Importantly, growing evidence has demonstrated that conventional cancer treatment modalities may lead to significant lymphopenia [48]. Moreover, lymphopenia has long been associated with poorer prognosis in multiple cancer types [913]. This phenomenon is further highlighted in treatment regimens that involve protracted or fractionated radiation protocols such as pancreatic cancers [4], lung cancers [5], high grade gliomas [6], and HNSCCs [7]. The vast majority of patients with R/M HNSCC undergo a protracted course of chemoradiation leading to treatment-related lymphopenia, which is long-lasting. It is, however, unclear to date whether absolute lymphocyte counts (ALC) at the time of anti-PD1 therapy is correlated with responses to therapy in HNSCC patients.

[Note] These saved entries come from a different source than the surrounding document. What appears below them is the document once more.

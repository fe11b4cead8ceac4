//! Frame-indexed content-change series.
//!
//! A [`ContentChangeSeries`] is the substrate every detection component
//! reads: one [`ContentChangePoint`] per analysed frame, ordered by frame
//! index and timestamp, plus the frame rate the indices were taken at.
//! Series are validated on construction and never mutated afterwards.

use serde::{Deserialize, Serialize};
use sha2::{Digest, Sha256};

use crate::error::{CoreResult, invalid};

/// Change score of one frame relative to the frame before it.
#[derive(Debug, Clone, Copy, PartialEq, Serialize, Deserialize)]
#[serde(rename_all = "camelCase")]
pub struct ContentChangePoint {
    pub frame_index: u64,
    pub timestamp_seconds: f64,
    pub change_score: f64,
}

impl ContentChangePoint {
    pub fn new(frame_index: u64, timestamp_seconds: f64, change_score: f64) -> Self {
        Self {
            frame_index,
            timestamp_seconds,
            change_score,
        }
    }
}

/// Ordered sequence of change points plus the frame rate they were sampled at.
#[derive(Debug, Clone, PartialEq, Serialize)]
#[serde(rename_all = "camelCase")]
pub struct ContentChangeSeries {
    points: Vec<ContentChangePoint>,
    frame_rate: f64,
}

impl ContentChangeSeries {
    /// Creates a series after checking its invariants.
    ///
    /// # Arguments
    ///
    /// * `points` - Change points in ascending frame order
    /// * `frame_rate` - Frames per second, strictly positive
    ///
    /// # Returns
    ///
    /// * `Ok(ContentChangeSeries)` - The validated series (may be empty)
    /// * `Err(CoreError::InvalidParameter)` - Non-positive frame rate, negative or
    ///   non-finite values, or indices/timestamps that do not strictly increase
    pub fn new(points: Vec<ContentChangePoint>, frame_rate: f64) -> CoreResult<Self> {
        if !(frame_rate.is_finite() && frame_rate > 0.0) {
            return Err(invalid(format!(
                "frame rate must be positive, got {frame_rate}"
            )));
        }

        for (i, point) in points.iter().enumerate() {
            if !(point.timestamp_seconds.is_finite() && point.timestamp_seconds >= 0.0) {
                return Err(invalid(format!(
                    "timestamp at position {i} must be non-negative, got {}",
                    point.timestamp_seconds
                )));
            }
            if !(point.change_score.is_finite() && point.change_score >= 0.0) {
                return Err(invalid(format!(
                    "change score at frame {} must be non-negative, got {}",
                    point.frame_index, point.change_score
                )));
            }
            if i > 0 {
                let prev = &points[i - 1];
                if point.frame_index <= prev.frame_index
                    || point.timestamp_seconds <= prev.timestamp_seconds
                {
                    return Err(invalid(format!(
                        "series must be strictly increasing, frame {} follows frame {}",
                        point.frame_index, prev.frame_index
                    )));
                }
            }
        }

        Ok(Self { points, frame_rate })
    }

    /// Builds a series from raw per-frame scores, frame `i` at `i / frame_rate` seconds.
    pub fn from_scores(scores: &[f64], frame_rate: f64) -> CoreResult<Self> {
        let points = scores
            .iter()
            .enumerate()
            .map(|(i, &score)| ContentChangePoint::new(i as u64, i as f64 / frame_rate, score))
            .collect();
        Self::new(points, frame_rate)
    }

    pub fn points(&self) -> &[ContentChangePoint] {
        &self.points
    }

    pub fn frame_rate(&self) -> f64 {
        self.frame_rate
    }

    pub fn len(&self) -> usize {
        self.points.len()
    }

    pub fn is_empty(&self) -> bool {
        self.points.is_empty()
    }

    /// Change scores in series order.
    pub fn scores(&self) -> Vec<f64> {
        self.points.iter().map(|p| p.change_score).collect()
    }

    /// Timestamp of the final point, `0.0` for an empty series.
    pub fn last_timestamp(&self) -> f64 {
        self.points.last().map_or(0.0, |p| p.timestamp_seconds)
    }

    /// Sub-series of the points whose timestamps fall in `[start, end]`.
    pub fn window(&self, start_seconds: f64, end_seconds: f64) -> ContentChangeSeries {
        let lo = self
            .points
            .partition_point(|p| p.timestamp_seconds < start_seconds);
        let hi = self
            .points
            .partition_point(|p| p.timestamp_seconds <= end_seconds);
        let points = if lo < hi {
            self.points[lo..hi].to_vec()
        } else {
            Vec::new()
        };
        ContentChangeSeries {
            points,
            frame_rate: self.frame_rate,
        }
    }

    /// Score recorded for `frame_index`, if that frame is in the series.
    pub fn score_at_frame(&self, frame_index: u64) -> Option<f64> {
        self.points
            .binary_search_by_key(&frame_index, |p| p.frame_index)
            .ok()
            .map(|i| self.points[i].change_score)
    }

    /// Point recorded for `frame_index`, if present.
    pub fn point_at_frame(&self, frame_index: u64) -> Option<&ContentChangePoint> {
        self.points
            .binary_search_by_key(&frame_index, |p| p.frame_index)
            .ok()
            .map(|i| &self.points[i])
    }

    /// Frame index nearest to `seconds` at this series' frame rate.
    pub fn frame_for_time(&self, seconds: f64) -> u64 {
        (seconds * self.frame_rate).round().max(0.0) as u64
    }

    /// Hex SHA-256 over the frame rate and every point's bit pattern.
    ///
    /// Identical series always hash identically, so results can be cached
    /// by `(fingerprint, parameters)`.
    pub fn fingerprint(&self) -> String {
        let mut hasher = Sha256::new();
        hasher.update(self.frame_rate.to_bits().to_le_bytes());
        hasher.update((self.points.len() as u64).to_le_bytes());
        for point in &self.points {
            hasher.update(point.frame_index.to_le_bytes());
            hasher.update(point.timestamp_seconds.to_bits().to_le_bytes());
            hasher.update(point.change_score.to_bits().to_le_bytes());
        }
        hasher
            .finalize()
            .iter()
            .map(|b| format!("{b:02x}"))
            .collect()
    }
}
/// `max(1, floor(min_scene_seconds * frame_rate))`.
pub fn min_separation_frames(min_scene_seconds: f64, frame_rate: f64) -> CoreResult<usize> {
    if !(min_scene_seconds.is_finite() && min_scene_seconds >= 0.0) {
        return Err(invalid(format!(
            "minimum scene length must be non-negative, got {min_scene_seconds}"
        )));
    }
    if !(frame_rate.is_finite() && frame_rate > 0.0) {
        return Err(invalid(format!(
            "frame rate must be positive, got {frame_rate}"
        )));
    }
    Ok(((min_scene_seconds * frame_rate).floor() as usize).max(1))
}

/// Percentile `p` of an ascending slice with linear interpolation between ranks.
///
/// Rank is `p / 100 * (n - 1)`. Returns `0.0` for an empty slice.
///
/// # Examples
///
/// ```rust
/// use scenecut_core::detection::percentile_of_sorted;
///
/// let values = [10.0, 20.0, 30.0, 40.0];
/// assert_eq!(percentile_of_sorted(&values, 50.0), 25.0);
/// assert_eq!(percentile_of_sorted(&values, 100.0), 40.0);
/// ```
pub fn percentile_of_sorted(sorted: &[f64], p: f64) -> f64 {
    match sorted.len() {
        0 => return 0.0,
        1 => return sorted[0],
        _ => {}
    }
    if p <= 0.0 {
        return sorted[0];
    }
    let last = sorted.len() - 1;
    if p >= 100.0 {
        return sorted[last];
    }

    let rank = p / 100.0 * last as f64;
    let low = rank.floor() as usize;
    let high = (low + 1).min(last);
    let frac = rank - low as f64;
    sorted[low] * (1.0 - frac) + sorted[high] * frac
}

#[cfg(test)]
mod tests {
    use super::*;
    use crate::detection::peaks::find_peaks;
    use crate::error::CoreError;
    use rand::rngs::StdRng;
    use rand::{Rng, SeedableRng};

    fn spike_series() -> ContentChangeSeries {
        let mut scores = vec![5.0; 100];
        scores[50] = 90.0;
        ContentChangeSeries::from_scores(&scores, 10.0).unwrap()
    }

    #[test]
    fn test_percentile_interpolates() {
        let values = [0.0, 10.0];
        assert_eq!(percentile_of_sorted(&values, 25.0), 2.5);
        assert_eq!(percentile_of_sorted(&values, 0.0), 0.0);
        assert_eq!(percentile_of_sorted(&[7.0], 99.9), 7.0);
        assert_eq!(percentile_of_sorted(&[], 50.0), 0.0);
    }

    #[test]
    fn test_min_separation_frames() {
        assert_eq!(min_separation_frames(3.0, 29.97).unwrap(), 89);
        assert_eq!(min_separation_frames(0.0, 25.0).unwrap(), 1);
        assert!(matches!(
            min_separation_frames(-1.0, 25.0),
            Err(CoreError::InvalidParameter(_))
        ));
    }

    #[test]
    fn test_empty_series_uses_default() {
        let series = ContentChangeSeries::new(Vec::new(), 24.0).unwrap();
        assert_eq!(select_threshold(&series, 1.0).unwrap(), DEFAULT_FALLBACK_THRESHOLD);
    }

    #[test]
    fn test_negative_min_scene_is_rejected() {
        assert!(select_threshold(&spike_series(), -0.5).is_err());
    }

    #[test]
    fn test_single_spike_selects_smallest_equivalent_threshold() {
        let series = spike_series();
        let threshold = select_threshold(&series, 0.5).unwrap();
        assert_eq!(threshold, 5.0);
        assert!(threshold <= 90.0);

        let peaks = find_peaks(&series.scores(), threshold, 5);
        assert_eq!(peaks, vec![50]);
        assert_eq!(cut_indices_with_bounds(&peaks, series.len()).len() - 1, 2);
    }

    #[test]
    fn test_candidate_values_are_sorted_and_distinct() {
        let series = spike_series();
        let values = ThresholdSelector::default().candidate_values(&series.scores());
        assert!(values.windows(2).all(|w| w[0] < w[1]));
        // p80..p98.5 all land on the baseline.
        assert_eq!(values[0], 5.0);
    }

    #[test]
    fn test_falls_back_to_98th_percentile_when_nothing_fits() {
        // Peaks every 4 frames, but scenes must be 10 frames long.
        let scores: Vec<f64> = (0..40)
            .map(|i| if i % 4 == 2 { 50.0 } else { 1.0 })
            .collect();
        let series = ContentChangeSeries::from_scores(&scores, 10.0).unwrap();
        let threshold = select_threshold(&series, 1.0).unwrap();

        let mut sorted = scores.clone();
        sorted.sort_by(f64::total_cmp);
        assert_eq!(threshold, percentile_of_sorted(&sorted, FALLBACK_PERCENTILE));
    }

    #[test]
    fn test_more_scenes_beat_lower_threshold() {
        // Two strong cuts and one weak one; all three fit the minimum length.
        let mut scores = vec![1.0; 60];
        scores[15] = 40.0;
        scores[30] = 80.0;
        scores[45] = 90.0;
        let series = ContentChangeSeries::from_scores(&scores, 10.0).unwrap();
        let selector = ThresholdSelector::default();
        let threshold = selector.select_threshold(&series, 1.0).unwrap();

        let best = selector
            .evaluate_candidates(&series, 1.0)
            .unwrap()
            .into_iter()
            .filter(|c| c.valid)
            .map(|c| c.scene_count)
            .max()
            .unwrap();
        assert_eq!(best, 4);
        assert_eq!(find_peaks(&scores, threshold, 10), vec![15, 30, 45]);
    }

    #[test]
    fn test_selection_is_deterministic_and_trials_respect_min_length() {
        let mut rng = StdRng::seed_from_u64(0x5CE7E);
        for _ in 0..50 {
            let len = rng.gen_range(3..400);
            let scores: Vec<f64> = (0..len).map(|_| rng.gen_range(0.0..100.0)).collect();
            let fps = rng.gen_range(5.0..60.0);
            let min_scene = rng.gen_range(0.0..3.0);
            let series = ContentChangeSeries::from_scores(&scores, fps).unwrap();

            let first = select_threshold(&series, min_scene).unwrap();
            let second = select_threshold(&series, min_scene).unwrap();
            assert_eq!(first.to_bits(), second.to_bits());

            let min_sep = min_separation_frames(min_scene, fps).unwrap();
            let selector = ThresholdSelector::default();
            let candidates = selector.evaluate_candidates(&series, min_scene).unwrap();
            for candidate in candidates.iter().filter(|c| c.valid) {
                let peaks = find_peaks(&scores, candidate.value, min_sep);
                let cuts = cut_indices_with_bounds(&peaks, scores.len());
                assert!(cuts.windows(2).all(|w| w[1] - w[0] >= min_sep));
            }

            if candidates.iter().any(|c| c.valid) {
                let peaks = find_peaks(&scores, first, min_sep);
                let cuts = cut_indices_with_bounds(&peaks, scores.len());
                assert!(cuts.windows(2).all(|w| w[1] - w[0] >= min_sep));
            }
        }
    }

    /// Straightforward selection: for each candidate, scan the maxima again,
    /// filter, measure scene lengths, keep the best `(scenes, -threshold)`.
    fn naive_select(scores: &[f64], fps: f64, min_scene_seconds: f64) -> f64 {
        if scores.is_empty() {
            return 27.0;
        }
        let min_sep = ((min_scene_seconds * fps) as usize).max(1);
        let mut sorted = scores.to_vec();
        sorted.sort_by(|a, b| a.partial_cmp(b).unwrap());
        let percentile = |p: f64| {
            let n = sorted.len();
            if n == 1 || p <= 0.0 {
                return sorted[0];
            }
            if p >= 100.0 {
                return sorted[n - 1];
            }
            let rank = p / 100.0 * (n - 1) as f64;
            let low = rank as usize;
            let high = (low + 1).min(n - 1);
            let fraction = rank - low as f64;
            sorted[low] * (1.0 - fraction) + sorted[high] * fraction
        };
        let mut candidates: Vec<f64> = DEFAULT_PERCENTILE_CANDIDATES
            .iter()
            .map(|&p| percentile(p))
            .collect();
        candidates.sort_by(|a, b| a.partial_cmp(b).unwrap());
        candidates.dedup();

        let mut best: Option<(usize, f64)> = None;
        for t in candidates {
            let mut maxima = Vec::new();
            let mut last: isize = -(min_sep as isize);
            for i in 1..scores.len().saturating_sub(1) {
                if (i as isize) - last < min_sep as isize {
                    continue;
                }
                if scores[i] > scores[i - 1] && scores[i] >= scores[i + 1] {
                    maxima.push(i);
                    last = i as isize;
                }
            }
            let peaks: Vec<usize> = maxima.into_iter().filter(|&i| scores[i] >= t).collect();
            if peaks.is_empty() {
                continue;
            }
            let mut cuts = vec![0];
            cuts.extend(&peaks);
            cuts.push(scores.len() - 1);
            if cuts.windows(2).any(|w| w[1] - w[0] < min_sep) {
                continue;
            }
            let scenes = cuts.len() - 1;
            let better = match best {
                None => true,
                Some((best_scenes, best_t)) => scenes > best_scenes || (scenes == best_scenes && t < best_t),
            };
            if better {
                best = Some((scenes, t));
            }
        }
        best.map(|(_, t)| t).unwrap_or_else(|| percentile(98.0))
    }

    #[test]
    fn test_selection_matches_naive_rescan() {
        let mut rng = StdRng::seed_from_u64(0x7E57);
        for trial in 0..500 {
            let len = rng.gen_range(20..400);
            let scores: Vec<f64> = (0..len).map(|_| rng.gen_range(0.0..100.0)).collect();
            let min_scene = rng.gen_range(0.2..2.0);
            let series = ContentChangeSeries::from_scores(&scores, 10.0).unwrap();

            let selected = select_threshold(&series, min_scene).unwrap();
            let expected = naive_select(&scores, 10.0, min_scene);
            assert_eq!(
                selected.to_bits(),
                expected.to_bits(),
                "trial {trial}: len {len}, min_scene {min_scene}: {selected} != {expected}"
            );
        }
    }

    #[test]
    fn test_weak_maximum_suppresses_strong_neighbour_in_trials() {
        // With min_sep 5 the weak maximum at 10 hides the strong one at 12,
        // so frame 12 never becomes a cut.
        let mut scores = vec![0.0; 50];
        scores[10] = 1.0;
        scores[12] = 90.0;
        scores[30] = 80.0;
        let series = ContentChangeSeries::from_scores(&scores, 10.0).unwrap();
        let threshold = select_threshold(&series, 0.5).unwrap();
        let ranges = crate::detection::segment(&series, threshold, 5, 5.0).unwrap();
        let starts: Vec<f64> = ranges.iter().map(|r| r.start_seconds()).collect();
        assert!(!starts.contains(&1.2));
        assert!(starts.contains(&3.0));
    }

    #[test]
    fn test_custom_percentiles_are_validated() {
        assert!(ThresholdSelector::with_percentiles(vec![]).is_err());
        assert!(ThresholdSelector::with_percentiles(vec![50.0, 120.0]).is_err());
        assert!(ThresholdSelector::with_percentiles(vec![90.0]).is_ok());
    }
}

Similarly, increased neutrophil-to-lymphocyte ratio (NLR) has also been established as a poor prognostic factor in multiple cancer types including head and neck cancers [10, 14, 15]. While the ratio incorporates the neutrophil count in addition to the lymphocyte count, it is unclear whether the ratio provides any insight distinct from the lymphocyte count alone in the context of immunotherapy response.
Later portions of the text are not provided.